‘There’s nothing more than God,’ says man who survived brain aneurysm
As an ambulance rushed him to Texas Health Arlington Memorial Hospital in December 2012, Erick Martinez’s future was suddenly in grave doubt.
The then-26-year-old truck driver had been sitting in the parking lot of an Arlington Wendy’s when he suffered a seizure caused by a ruptured brain aneurysm. He had bleeding in the space around his brain — a subarachnoid hemorrhage.
A ruptured aneurysm occurs in just 8 to 10 people out of 100,000 annually, but it is particularly deadly. Forty percent of the cases are fatal, and more than half of those who survive suffer permanent brain damage, according to the Brain Aneurysm Foundation.
So it’s with a grateful heart that Martinez, now 30, rebuilds his life. Sitting in his comfortable home in Grand Prairie, he is asked how he beat the odds.
“God,” Martinez answers matter-of-factly. “There’s nothing more but God.”
Friends tell him that his story makes them take stock of their own day-to-day challenges.
One in 50 people has an unruptured brain aneurysm, according to national statistics. For most people, the condition — sort of a blister on a blood vessel — is not discovered unless doctors happen upon it during a medical scan for another reason, said Dr. Frederick Todd II, the neurosurgeon who treated Martinez at Arlington Memorial.
But for those whose aneursym ruptures, the effects are often devastating. Symptoms include a sudden very severe headache, loss of consciousness, seizures and blurred or double vision.
“He was very, very bad off when he got to the emergency room,” Todd said. Quick treatment is key. In Martinez’s case, he went into surgery in the early morning of Dec. 13, 2012. He would be told later that he died once during the 12-hour operation, in which doctors stabilized the aneurysm and eliminated the risk of more bleeding.

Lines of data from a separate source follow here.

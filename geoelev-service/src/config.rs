//! Service configuration from environment variables.

use std::path::PathBuf;

use geoelev::{ElevationError, ElevationServiceBuilder};

use crate::AppState;

/// Default HTTP port.
pub const DEFAULT_PORT: u16 = 8080;

/// A named tile folder.
#[derive(Debug, Clone, PartialEq)]
pub struct TierSource {
    pub name: String,
    pub folder: PathBuf,
    /// Catalog document override; only settable for the single-folder setup.
    pub summary_file: Option<PathBuf>,
}

/// Everything the binary needs to start.
#[derive(Debug, Clone, PartialEq)]
pub struct ServiceConfig {
    pub tiers: Vec<TierSource>,
    pub default_tier: Option<String>,
    pub port: u16,
}

impl ServiceConfig {
    /// Read the configuration from environment variables.
    ///
    /// # Environment Variables
    ///
    /// | Variable | Description | Default |
    /// |----------|-------------|---------|
    /// | `GEOELEV_TIERS` | `name=folder,name=folder` | Unset |
    /// | `GEOELEV_DATA_DIR` | Single folder, served as tier `default` | `.` |
    /// | `GEOELEV_SUMMARY_FILE` | Catalog path for `GEOELEV_DATA_DIR` | `<folder>/summary.json` |
    /// | `GEOELEV_DEFAULT_TIER` | Tier behind `/api/v1/lookup` | Last tier |
    /// | `GEOELEV_PORT` | HTTP server port | 8080 |
    ///
    /// # Errors
    ///
    /// Returns an error if `GEOELEV_TIERS` is set but malformed.
    pub fn from_env() -> Result<Self, ElevationError> {
        let tiers = match std::env::var("GEOELEV_TIERS") {
            Ok(value) => parse_tiers(&value)?,
            Err(_) => {
                let folder = std::env::var("GEOELEV_DATA_DIR").unwrap_or_else(|_| {
                    tracing::warn!("GEOELEV_DATA_DIR not set, using current directory");
                    ".".to_string()
                });
                vec![TierSource {
                    name: "default".to_string(),
                    folder: PathBuf::from(folder),
                    summary_file: std::env::var("GEOELEV_SUMMARY_FILE").ok().map(PathBuf::from),
                }]
            }
        };

        let port = std::env::var("GEOELEV_PORT")
            .ok()
            .and_then(|s| s.parse().ok())
            .unwrap_or(DEFAULT_PORT);

        Ok(Self {
            tiers,
            default_tier: std::env::var("GEOELEV_DEFAULT_TIER").ok(),
            port,
        })
    }

    /// Build every tier's service and the shared state.
    ///
    /// Tiers are built one after the other; the shared `GEOELEV_OPEN_HANDLES`,
    /// `GEOELEV_ALWAYS_REBUILD` and `GEOELEV_CACHE_ALL` variables apply to all.
    pub fn build_state(&self) -> Result<AppState, ElevationError> {
        let mut services = Vec::with_capacity(self.tiers.len());
        for tier in &self.tiers {
            let mut builder = ElevationServiceBuilder::new(&tier.folder).apply_env();
            if let Some(summary) = &tier.summary_file {
                builder = builder.summary_file(summary);
            }
            let service = builder.build()?;

            tracing::info!(
                tier = %tier.name,
                folder = %service.tiles_folder().display(),
                tiles = service.catalog().len(),
                resident = service.is_resident(),
                cache_capacity = ?service.cache_capacity(),
                "Tier ready"
            );
            services.push((tier.name.clone(), service));
        }
        AppState::new(services, self.default_tier.as_deref())
    }
}

/// Parse `name=folder` pairs separated by commas.
///
/// # Errors
///
/// Returns an error if a pair has no `=`, an empty side, or a repeated name,
/// or if no pair is given.
pub fn parse_tiers(value: &str) -> Result<Vec<TierSource>, ElevationError> {
    let mut tiers: Vec<TierSource> = Vec::new();

    for pair in value.split(',').map(str::trim).filter(|p| !p.is_empty()) {
        let (name, folder) = pair
            .split_once('=')
            .map(|(n, f)| (n.trim(), f.trim()))
            .filter(|(n, f)| !n.is_empty() && !f.is_empty())
            .ok_or_else(|| {
                ElevationError::InvalidConfig(format!(
                    "bad tier \"{}\", expected name=folder",
                    pair
                ))
            })?;

        if tiers.iter().any(|t| t.name == name) {
            return Err(ElevationError::InvalidConfig(format!(
                "tier \"{}\" configured twice",
                name
            )));
        }
        tiers.push(TierSource {
            name: name.to_string(),
            folder: PathBuf::from(folder),
            summary_file: None,
        });
    }

    if tiers.is_empty() {
        return Err(ElevationError::InvalidConfig(
            "GEOELEV_TIERS lists no tiers".into(),
        ));
    }
    Ok(tiers)
}

#[cfg(test)]
mod tests {
    use super::*;
    use tempfile::TempDir;

    #[test]
    fn test_parse_tiers() {
        let tiers = parse_tiers("30=/data/30, 120=/data/120,240=/data/240").unwrap();
        assert_eq!(tiers.len(), 3);
        assert_eq!(tiers[0].name, "30");
        assert_eq!(tiers[1].folder, PathBuf::from("/data/120"));
        assert_eq!(tiers[2].name, "240");
        assert!(tiers.iter().all(|t| t.summary_file.is_none()));
    }

    #[test]
    fn test_parse_tiers_trailing_comma() {
        let tiers = parse_tiers("dem=./tiles,").unwrap();
        assert_eq!(tiers.len(), 1);
        assert_eq!(tiers[0].folder, PathBuf::from("./tiles"));
    }

    #[test]
    fn test_parse_tiers_errors() {
        for bad in ["", ",", "30", "=/data", "30=", "a=/x,a=/y"] {
            assert!(
                matches!(parse_tiers(bad), Err(ElevationError::InvalidConfig(_))),
                "{:?} should be rejected",
                bad
            );
        }
    }

    #[test]
    fn test_from_env() {
        let vars = [
            "GEOELEV_TIERS",
            "GEOELEV_DATA_DIR",
            "GEOELEV_SUMMARY_FILE",
            "GEOELEV_DEFAULT_TIER",
            "GEOELEV_PORT",
        ];
        let saved: Vec<Option<String>> = vars.iter().map(|v| std::env::var(v).ok()).collect();
        for var in &vars {
            std::env::remove_var(var);
        }

        // Single folder, served as "default"
        std::env::set_var("GEOELEV_DATA_DIR", "/data/240");
        std::env::set_var("GEOELEV_SUMMARY_FILE", "/data/catalog.json");
        let config = ServiceConfig::from_env().unwrap();
        assert_eq!(
            config.tiers,
            vec![TierSource {
                name: "default".to_string(),
                folder: PathBuf::from("/data/240"),
                summary_file: Some(PathBuf::from("/data/catalog.json")),
            }]
        );
        assert_eq!(config.default_tier, None);
        assert_eq!(config.port, DEFAULT_PORT);

        // Named tiers take precedence and ignore the summary override
        std::env::set_var("GEOELEV_TIERS", "30=/data/30,240=/data/240");
        std::env::set_var("GEOELEV_DEFAULT_TIER", "30");
        std::env::set_var("GEOELEV_PORT", "9000");
        let config = ServiceConfig::from_env().unwrap();
        assert_eq!(config.tiers.len(), 2);
        assert!(config.tiers.iter().all(|t| t.summary_file.is_none()));
        assert_eq!(config.default_tier.as_deref(), Some("30"));
        assert_eq!(config.port, 9000);

        std::env::set_var("GEOELEV_TIERS", "30");
        assert!(ServiceConfig::from_env().is_err());

        for (var, value) in vars.iter().zip(saved) {
            match value {
                Some(v) => std::env::set_var(var, v),
                None => std::env::remove_var(var),
            }
        }
    }

    #[test]
    fn test_build_state_uses_summary_override() {
        let tiles = TempDir::new().unwrap();
        let other = TempDir::new().unwrap();
        let summary = other.path().join("catalog.json");

        let config = ServiceConfig {
            tiers: vec![TierSource {
                name: "default".to_string(),
                folder: tiles.path().to_path_buf(),
                summary_file: Some(summary.clone()),
            }],
            default_tier: None,
            port: DEFAULT_PORT,
        };
        let state = config.build_state().unwrap();

        assert_eq!(state.default_tier().name, "default");
        assert!(summary.exists());
        assert!(!tiles.path().join(geoelev::SUMMARY_FILE_NAME).exists());
    }

    #[test]
    fn test_build_state_default_tier() {
        let a = TempDir::new().unwrap();
        let b = TempDir::new().unwrap();
        let tier = |name: &str, dir: &TempDir| TierSource {
            name: name.to_string(),
            folder: dir.path().to_path_buf(),
            summary_file: None,
        };

        let mut config = ServiceConfig {
            tiers: vec![tier("30", &a), tier("240", &b)],
            default_tier: None,
            port: DEFAULT_PORT,
        };
        assert_eq!(config.build_state().unwrap().default_tier().name, "240");
        assert!(a.path().join(geoelev::SUMMARY_FILE_NAME).exists());

        config.default_tier = Some("30".to_string());
        assert_eq!(config.build_state().unwrap().default_tier().name, "30");

        config.default_tier = Some("90".to_string());
        assert!(matches!(
            config.build_state(),
            Err(ElevationError::InvalidConfig(_))
        ));
    }
}
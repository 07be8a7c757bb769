//! Bearer credential for protected backend calls.

use std::fmt;

/// Value sent in the `Authorization` header of protected requests.
///
/// The backend has always received a header on search requests, even from
/// anonymous clients, where the token slot holds the literal `null`. That
/// behavior is kept: [`BearerCredential::header_value`] renders
/// `Bearer null` when no token is present.
#[derive(Clone, Default, PartialEq, Eq)]
pub struct BearerCredential {
    token: Option<String>,
}

impl BearerCredential {
    /// Credential for the given token, or the anonymous credential for `None`.
    pub fn from_token(token: Option<String>) -> Self {
        Self { token }
    }

    /// The anonymous credential.
    pub fn anonymous() -> Self {
        Self::default()
    }

    pub fn token(&self) -> Option<&str> {
        self.token.as_deref()
    }

    pub fn is_anonymous(&self) -> bool {
        self.token.is_none()
    }

    /// Full `Authorization` header value.
    pub fn header_value(&self) -> String {
        format!("Bearer {}", self.token.as_deref().unwrap_or("null"))
    }
}

// Tokens never end up in logs.
impl fmt::Debug for BearerCredential {
    fn fmt(&self, f: &mut fmt::Formatter<'_>) -> fmt::Result {
        let shown = if self.token.is_some() { "<redacted>" } else { "null" };
        f.debug_struct("BearerCredential")
            .field("token", &shown)
            .finish()
    }
}
use atlas_core::auth::{BearerCredential, LoginResponse};
use atlas_core::backend::AtlasBackend;
use atlas_core::error::Result;
use atlas_core::session::{KeyValueStore, Restoration, Session, TOKEN_KEY, USER_KEY};
use std::sync::Arc;
use tokio::sync::RwLock;

#[derive(Debug, Default)]
struct SessionState {
    session: Session,
    restoration: Restoration,
}

/// Single source of truth for who is logged in.
///
/// `SessionStore` is responsible for:
/// - Logging in through the backend and persisting the token and username
/// - Logging out (purely local)
/// - Restoring the persisted session once at startup
/// - Handing out the bearer credential for protected requests
///
/// The token lives in the injected [`KeyValueStore`]; the in-memory
/// [`Session`] mirrors it for views that need the username.
pub struct SessionStore {
    /// Persistent storage the session keys are mirrored into
    storage: Arc<dyn KeyValueStore>,
    /// Backend used for login
    backend: Arc<dyn AtlasBackend>,
    state: RwLock<SessionState>,
}

impl SessionStore {
    /// Creates a store in the `Pending` restoration state.
    pub fn new(storage: Arc<dyn KeyValueStore>, backend: Arc<dyn AtlasBackend>) -> Self {
        Self {
            storage,
            backend,
            state: RwLock::new(SessionState::default()),
        }
    }

    /// The backend this store logs in through.
    pub fn backend(&self) -> &Arc<dyn AtlasBackend> {
        &self.backend
    }

    /// Restores the persisted session. Run once at startup.
    ///
    /// Both keys present and non-empty → authenticated session. Anything
    /// less is an incomplete session: both keys are removed and the session
    /// stays anonymous. Restoration is marked complete even when reading
    /// storage fails.
    ///
    /// # Errors
    ///
    /// Returns an error if storage access fails.
    pub async fn restore_session(&self) -> Result<Session> {
        let result = self.read_persisted();
        let mut state = self.state.write().await;
        state.restoration = Restoration::Complete;

        let session = match result? {
            (Some(token), Some(username)) => {
                tracing::info!("Restored session for user '{}'", username);
                Session::authenticated(token, username)
            }
            (None, None) => {
                tracing::debug!("No persisted session");
                // Drops keys stored with empty values.
                self.clear_persisted()?;
                Session::anonymous()
            }
            _ => {
                tracing::warn!("Discarding incomplete persisted session");
                self.clear_persisted()?;
                Session::anonymous()
            }
        };

        state.session = session.clone();
        Ok(session)
    }

    /// Reads both keys, treating empty values as absent.
    fn read_persisted(&self) -> Result<(Option<String>, Option<String>)> {
        Ok((self.read_key(TOKEN_KEY)?, self.read_key(USER_KEY)?))
    }

    fn read_key(&self, key: &str) -> Result<Option<String>> {
        Ok(self.storage.get(key)?.filter(|value| !value.is_empty()))
    }

    fn clear_persisted(&self) -> Result<()> {
        self.storage.remove(TOKEN_KEY)?;
        self.storage.remove(USER_KEY)
    }

    /// Logs in and persists the session.
    ///
    /// On success the token is stored under `atlas_token` and `username`
    /// under `atlas_user`, and the raw backend response is returned. Backend
    /// errors are returned unchanged and nothing is persisted. If either
    /// write fails, both keys are removed again before the error is returned.
    pub async fn login(&self, username: &str, password: &str) -> Result<LoginResponse> {
        tracing::info!("Logging in as '{}'", username);
        let response = self.backend.login(username, password).await?;

        if let Err(e) = self.persist(&response.access_token, username) {
            tracing::warn!("Failed to persist session: {}", e);
            if let Err(cleanup) = self.clear_persisted() {
                tracing::warn!("Failed to roll back partial session: {}", cleanup);
            }
            return Err(e);
        }

        let mut state = self.state.write().await;
        state.session = Session::authenticated(response.access_token.clone(), username);
        Ok(response)
    }

    fn persist(&self, token: &str, username: &str) -> Result<()> {
        self.storage.set(TOKEN_KEY, token)?;
        self.storage.set(USER_KEY, username)
    }

    /// Clears the session locally. No backend call; idempotent.
    pub async fn logout(&self) -> Result<()> {
        {
            let mut state = self.state.write().await;
            state.session = Session::anonymous();
        }
        self.clear_persisted()?;
        tracing::info!("Logged out");
        Ok(())
    }

    /// True iff a non-empty token is currently persisted.
    ///
    /// A storage read failure reads as not authenticated.
    pub fn is_authenticated(&self) -> bool {
        self.token().is_some()
    }

    /// The persisted token, if any. An empty value counts as no token.
    pub fn token(&self) -> Option<String> {
        match self.read_key(TOKEN_KEY) {
            Ok(token) => token,
            Err(e) => {
                tracing::warn!("Failed to read persisted token: {}", e);
                None
            }
        }
    }

    /// Credential for the next protected request, built from the persisted token.
    pub fn bearer(&self) -> BearerCredential {
        BearerCredential::from_token(self.token())
    }

    /// Snapshot of the in-memory session.
    pub async fn session(&self) -> Session {
        self.state.read().await.session.clone()
    }

    /// The logged-in username, if any.
    pub async fn username(&self) -> Option<String> {
        self.state
            .read()
            .await
            .session
            .username()
            .map(str::to_string)
    }

    pub async fn restoration(&self) -> Restoration {
        self.state.read().await.restoration
    }
}
use anyhow::Result;
use clap::{Parser, Subcommand};
use std::path::PathBuf;
use tracing_subscriber::EnvFilter;

mod app;
mod commands;

use app::App;

#[derive(Parser, Debug)]
#[command(name = "atlas")]
#[command(about = "Atlas CLI - describe a book, get a list of matching books", long_about = None)]
struct Cli {
    /// Backend base URL (overrides ATLAS_API_URL and config.toml)
    #[arg(long, global = true)]
    api_url: Option<String>,

    /// Session storage file (defaults to <config_dir>/atlas/local_storage.toml)
    #[arg(long, global = true)]
    storage: Option<PathBuf>,

    /// Log at debug level unless RUST_LOG is set
    #[arg(short, long, global = true)]
    verbose: bool,

    #[command(subcommand)]
    command: Commands,
}

#[derive(Subcommand, Debug, PartialEq, Eq)]
enum Commands {
    /// Create an account (does not log in)
    Register {
        #[arg(long)]
        username: String,
        #[arg(long)]
        password: String,
        #[arg(long)]
        confirm: String,
    },
    /// Log in and persist the session
    Login {
        #[arg(long)]
        username: String,
        #[arg(long)]
        password: String,
    },
    /// Clear the persisted session
    Logout,
    /// Show who is logged in
    Status,
    /// Show the system metrics panel
    Metrics,
    /// Search books by free-text description (login required)
    Search {
        #[arg(required = true, num_args = 1..)]
        description: Vec<String>,
    },
    /// Check backend health
    Health,
}

fn init_tracing(verbose: bool) {
    let default = if verbose { "debug" } else { "warn" };
    let filter = EnvFilter::try_from_default_env().unwrap_or_else(|_| EnvFilter::new(default));
    tracing_subscriber::fmt()
        .with_env_filter(filter)
        .with_writer(std::io::stderr)
        .init();
}

#[tokio::main]
async fn main() -> Result<()> {
    let cli = Cli::parse();
    init_tracing(cli.verbose);

    let app = App::build(cli.api_url.as_deref(), cli.storage)?;
    app.restore_session().await;

    match cli.command {
        Commands::Register {
            username,
            password,
            confirm,
        } => commands::auth::register(&app, username, password, confirm).await?,
        Commands::Login { username, password } => {
            commands::auth::login(&app, username, password).await?
        }
        Commands::Logout => commands::auth::logout(&app).await?,
        Commands::Status => commands::auth::status(&app).await,
        Commands::Metrics => commands::browse::metrics(&app).await?,
        Commands::Search { description } => {
            commands::browse::search(&app, description.join(" ")).await?
        }
        Commands::Health => commands::browse::health(&app).await?,
    }

    Ok(())
}
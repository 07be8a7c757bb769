//! HTTP adapters for the Atlas backend.

pub mod api_client;

pub use api_client::AtlasApiClient;
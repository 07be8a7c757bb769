use anyhow::{Result, bail};
use atlas_application::{LoginView, RegisterView};
use atlas_core::forms::{LoginForm, RegisterForm};

use crate::app::App;

pub async fn register(
    app: &App,
    username: String,
    password: String,
    confirm: String,
) -> Result<()> {
    let mut view = RegisterView::new(app.backend.clone());
    view.form = RegisterForm::new(username, password, confirm);

    match view.submit().await {
        Some(next) => {
            if let Some(message) = &view.success {
                println!("{}", message);
            }
            println!("Next: atlas {}", next.path().trim_start_matches('/'));
            Ok(())
        }
        None => bail!(view.error.unwrap_or_default()),
    }
}

pub async fn login(app: &App, username: String, password: String) -> Result<()> {
    let mut view = LoginView::new(app.store.clone());
    view.form = LoginForm::new(username, password);

    if view.submit().await.is_none() {
        bail!(view.error.unwrap_or_default());
    }
    println!(
        "Welcome, {}",
        app.store.username().await.unwrap_or_default()
    );
    Ok(())
}

pub async fn logout(app: &App) -> Result<()> {
    app.store.logout().await?;
    println!("Logged out");
    Ok(())
}

pub async fn status(app: &App) {
    match app.store.username().await {
        Some(username) if app.store.is_authenticated() => {
            println!("Logged in as {}", username)
        }
        _ => println!("Not logged in"),
    }
}
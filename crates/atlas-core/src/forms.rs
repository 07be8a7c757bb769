//! Local form validation.
//!
//! Checks run in a fixed order and the first failure wins: empty fields,
//! then length limits, then password confirmation. A rejected form never
//! reaches the backend.

use serde::{Deserialize, Serialize};
use thiserror::Error;

/// Minimum username length, counted in characters.
pub const MIN_USERNAME_LEN: usize = 3;
/// Minimum password length, counted in characters.
pub const MIN_PASSWORD_LEN: usize = 6;

/// A locally detected input problem.
#[derive(Error, Debug, Clone, PartialEq, Eq, Serialize, Deserialize)]
pub enum ValidationError {
    #[error("Please fill in all fields")]
    MissingFields,

    #[error("Username must be at least 3 characters")]
    UsernameTooShort,

    #[error("Password must be at least 6 characters")]
    PasswordTooShort,

    #[error("Passwords do not match")]
    PasswordMismatch,

    #[error("Please enter a book description")]
    EmptyDescription,
}

/// Credentials typed into the login form.
#[derive(Debug, Clone, Default, PartialEq, Eq)]
pub struct LoginForm {
    pub username: String,
    pub password: String,
}

impl LoginForm {
    pub fn new(username: impl Into<String>, password: impl Into<String>) -> Self {
        Self {
            username: username.into(),
            password: password.into(),
        }
    }

    /// Validates the form without touching the network.
    pub fn validate(&self) -> Result<(), ValidationError> {
        if self.username.is_empty() || self.password.is_empty() {
            return Err(ValidationError::MissingFields);
        }
        check_lengths(&self.username, &self.password)
    }
}

/// Fields of the registration form.
#[derive(Debug, Clone, Default, PartialEq, Eq)]
pub struct RegisterForm {
    pub username: String,
    pub password: String,
    pub confirm_password: String,
}

impl RegisterForm {
    pub fn new(
        username: impl Into<String>,
        password: impl Into<String>,
        confirm_password: impl Into<String>,
    ) -> Self {
        Self {
            username: username.into(),
            password: password.into(),
            confirm_password: confirm_password.into(),
        }
    }

    /// Validates the form without touching the network.
    pub fn validate(&self) -> Result<(), ValidationError> {
        if self.username.is_empty() || self.password.is_empty() || self.confirm_password.is_empty()
        {
            return Err(ValidationError::MissingFields);
        }
        check_lengths(&self.username, &self.password)?;
        if self.password != self.confirm_password {
            return Err(ValidationError::PasswordMismatch);
        }
        Ok(())
    }
}

fn check_lengths(username: &str, password: &str) -> Result<(), ValidationError> {
    if username.chars().count() < MIN_USERNAME_LEN {
        return Err(ValidationError::UsernameTooShort);
    }
    if password.chars().count() < MIN_PASSWORD_LEN {
        return Err(ValidationError::PasswordTooShort);
    }
    Ok(())
}

/// Validates a free-text book description.
///
/// Returns the trimmed view used for the emptiness check. The caller still
/// sends the description as typed.
pub fn validate_description(description: &str) -> Result<&str, ValidationError> {
    let trimmed = description.trim();
    if trimmed.is_empty() {
        return Err(ValidationError::EmptyDescription);
    }
    Ok(trimmed)
}
//! Book search domain module.

mod model;

pub use model::{Book, SearchRequest, SearchResult};
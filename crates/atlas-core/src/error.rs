//! Error types for the Atlas client.

use serde::{Deserialize, Serialize};
use thiserror::Error;

use crate::forms::ValidationError;

/// A shared error type for the entire Atlas client.
///
/// Local validation failures, backend-reported failures and transport failures
/// all flow through this type so that views can turn any of them into a single
/// inline message via [`AtlasError::user_message`].
#[derive(Error, Debug, Clone, PartialEq, Serialize, Deserialize)]
pub enum AtlasError {
    /// A form or input was rejected before any network call was made.
    #[error("Validation error: {0}")]
    Validation(ValidationError),

    /// The backend answered with a non-success status.
    ///
    /// `detail` carries the human-readable message from the response body
    /// when the backend supplied one as a string.
    #[error("Backend error (status {status}): {}", .detail.as_deref().unwrap_or("no detail"))]
    Backend { status: u16, detail: Option<String> },

    /// The request never produced a response (connection refused, DNS, etc.).
    #[error("Transport error: {0}")]
    Transport(String),

    /// A response or file body could not be decoded.
    #[error("Decode error: {format} - {message}")]
    Decode {
        format: String, // "JSON", "TOML", ...
        message: String,
    },

    /// Key-value storage failure.
    #[error("Storage error: {0}")]
    Storage(String),

    /// Configuration error
    #[error("Configuration error: {0}")]
    Config(String),

    /// IO error (file system operations)
    #[error("IO error: {message}")]
    Io { message: String },
}

impl AtlasError {
    /// Creates a Backend error
    pub fn backend(status: u16, detail: Option<String>) -> Self {
        Self::Backend { status, detail }
    }

    /// Creates a Transport error
    pub fn transport(message: impl Into<String>) -> Self {
        Self::Transport(message.into())
    }

    /// Creates a Storage error
    pub fn storage(message: impl Into<String>) -> Self {
        Self::Storage(message.into())
    }

    /// Creates a Config error
    pub fn config(message: impl Into<String>) -> Self {
        Self::Config(message.into())
    }

    /// Creates a Decode error for the given format.
    pub fn decode(format: impl Into<String>, message: impl Into<String>) -> Self {
        Self::Decode {
            format: format.into(),
            message: message.into(),
        }
    }

    /// Check if this is a local validation error
    pub fn is_validation(&self) -> bool {
        matches!(self, Self::Validation(_))
    }

    /// Check if this error came back from the backend
    pub fn is_backend(&self) -> bool {
        matches!(self, Self::Backend { .. })
    }

    /// Check if this is a transport error
    pub fn is_transport(&self) -> bool {
        matches!(self, Self::Transport(_))
    }

    /// Returns the backend-supplied detail message, if any.
    pub fn detail(&self) -> Option<&str> {
        match self {
            Self::Backend { detail, .. } => detail.as_deref(),
            _ => None,
        }
    }

    /// Message to show the user inline.
    ///
    /// Validation failures show their own message, backend failures show the
    /// backend detail verbatim when present. Everything else, including
    /// transport failures, falls back to the per-action `fallback` string.
    pub fn user_message(&self, fallback: &str) -> String {
        match self {
            Self::Validation(err) => err.to_string(),
            Self::Backend {
                detail: Some(detail),
                ..
            } => detail.clone(),
            _ => fallback.to_string(),
        }
    }
}

impl From<ValidationError> for AtlasError {
    fn from(err: ValidationError) -> Self {
        Self::Validation(err)
    }
}

impl From<std::io::Error> for AtlasError {
    fn from(err: std::io::Error) -> Self {
        Self::Io {
            message: format!("{} (kind: {:?})", err, err.kind()),
        }
    }
}

impl From<serde_json::Error> for AtlasError {
    fn from(err: serde_json::Error) -> Self {
        Self::decode("JSON", err.to_string())
    }
}

impl From<toml::de::Error> for AtlasError {
    fn from(err: toml::de::Error) -> Self {
        Self::decode("TOML", err.to_string())
    }
}

impl From<toml::ser::Error> for AtlasError {
    fn from(err: toml::ser::Error) -> Self {
        Self::decode("TOML", err.to_string())
    }
}

/// A type alias for `Result<T, AtlasError>`.
pub type Result<T> = std::result::Result<T, AtlasError>;
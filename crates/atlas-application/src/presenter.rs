//! Plain-text rendering of view state.

use atlas_core::books::{Book, SearchResult};
use atlas_core::metrics::MetricsSummary;
use std::fmt::Write;

pub const NO_RESULTS: &str = "No books found. Try a different description.";

/// The landing page metrics panel.
pub fn render_metrics(metrics: &MetricsSummary) -> String {
    format!(
        "System Metrics\n  Total Requests:  {}\n  Active Requests: {}\n  Avg Latency:     {}\n",
        metrics.total_requests,
        metrics.active_requests,
        metrics.avg_latency_display()
    )
}

/// Search results header followed by the book cards, or by the
/// empty-results hint when there are none.
pub fn render_search_result(result: &SearchResult) -> String {
    let mut out = format!(
        "Found {} books using keywords: {}\n",
        result.total_items, result.query_keywords
    );
    if result.is_empty() {
        out.push_str(NO_RESULTS);
        out.push('\n');
        return out;
    }

    for book in &result.items {
        out.push('\n');
        out.push_str(&render_book(book));
    }
    out
}

/// One book card. Missing optional fields are left out.
pub fn render_book(book: &Book) -> String {
    let mut out = format!("{}\n", book.title);
    if let Some(authors) = book.joined_authors() {
        let _ = writeln!(out, "  by {}", authors);
    }
    if let Some(categories) = book.joined_categories() {
        let _ = writeln!(out, "  {}", categories);
    }
    if let Some(description) = book.description.as_deref().filter(|d| !d.is_empty()) {
        let _ = writeln!(out, "  {}", description);
    }
    if let Some(thumbnail) = book.thumbnail.as_deref().filter(|t| !t.is_empty()) {
        let _ = writeln!(out, "  [cover] {}", thumbnail);
    }
    out
}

Surgery is “just the first hurdle,” Todd said. After that, drugs are administered to reduce the risk of spasms in the blood vessels of the brain — referred to as strokes — causing further damage.
Martinez doesn’t remember the first month he was in the hospital, though he was conscious and talking with family. His first memories begin in mid-January, when he felt as if he was waking up. He looked around the white hospital room and saw his mother, who told him what had happened.
“She said, ‘Erick, you had an aneurysm,’ and I was like, ‘What the heck is an aneurysm?’ ” Martinez said.
Martinez’s youth and physical fitness helped him in his recovery after he left the hospital that February. Despite having some confusion remembering family members and friends and what happened before the aneurysm, Martinez said his challenges were more physical than cognitive. He still has some nerve damage in his left leg that can cause movement difficulties, but he was able to walk again after about eight months in a wheelchair. He underwent surgery in 2014 to repair double vision.
During his ordeal, his mother and members of her church prayed for him. Later, in answer to his own prayers, he felt that God spoke to him directly.
“ ‘I was there with you,’ ” Martinez said God told him. “ ‘I was there whenever the aneurysm ruptured. I was there inside the ambulance with you. I have been there your whole life.’ ”
Martinez, who became a U.S. citizen in 2014, hasn’t been able to return to his job because his commercial driver’s license expired during his recovery. But he’s looking for a chance to get back to work and take full advantage of a future that seemed unlikely on Dec. 11, 2012.
“I am very blessed and glad to be alive,” he said.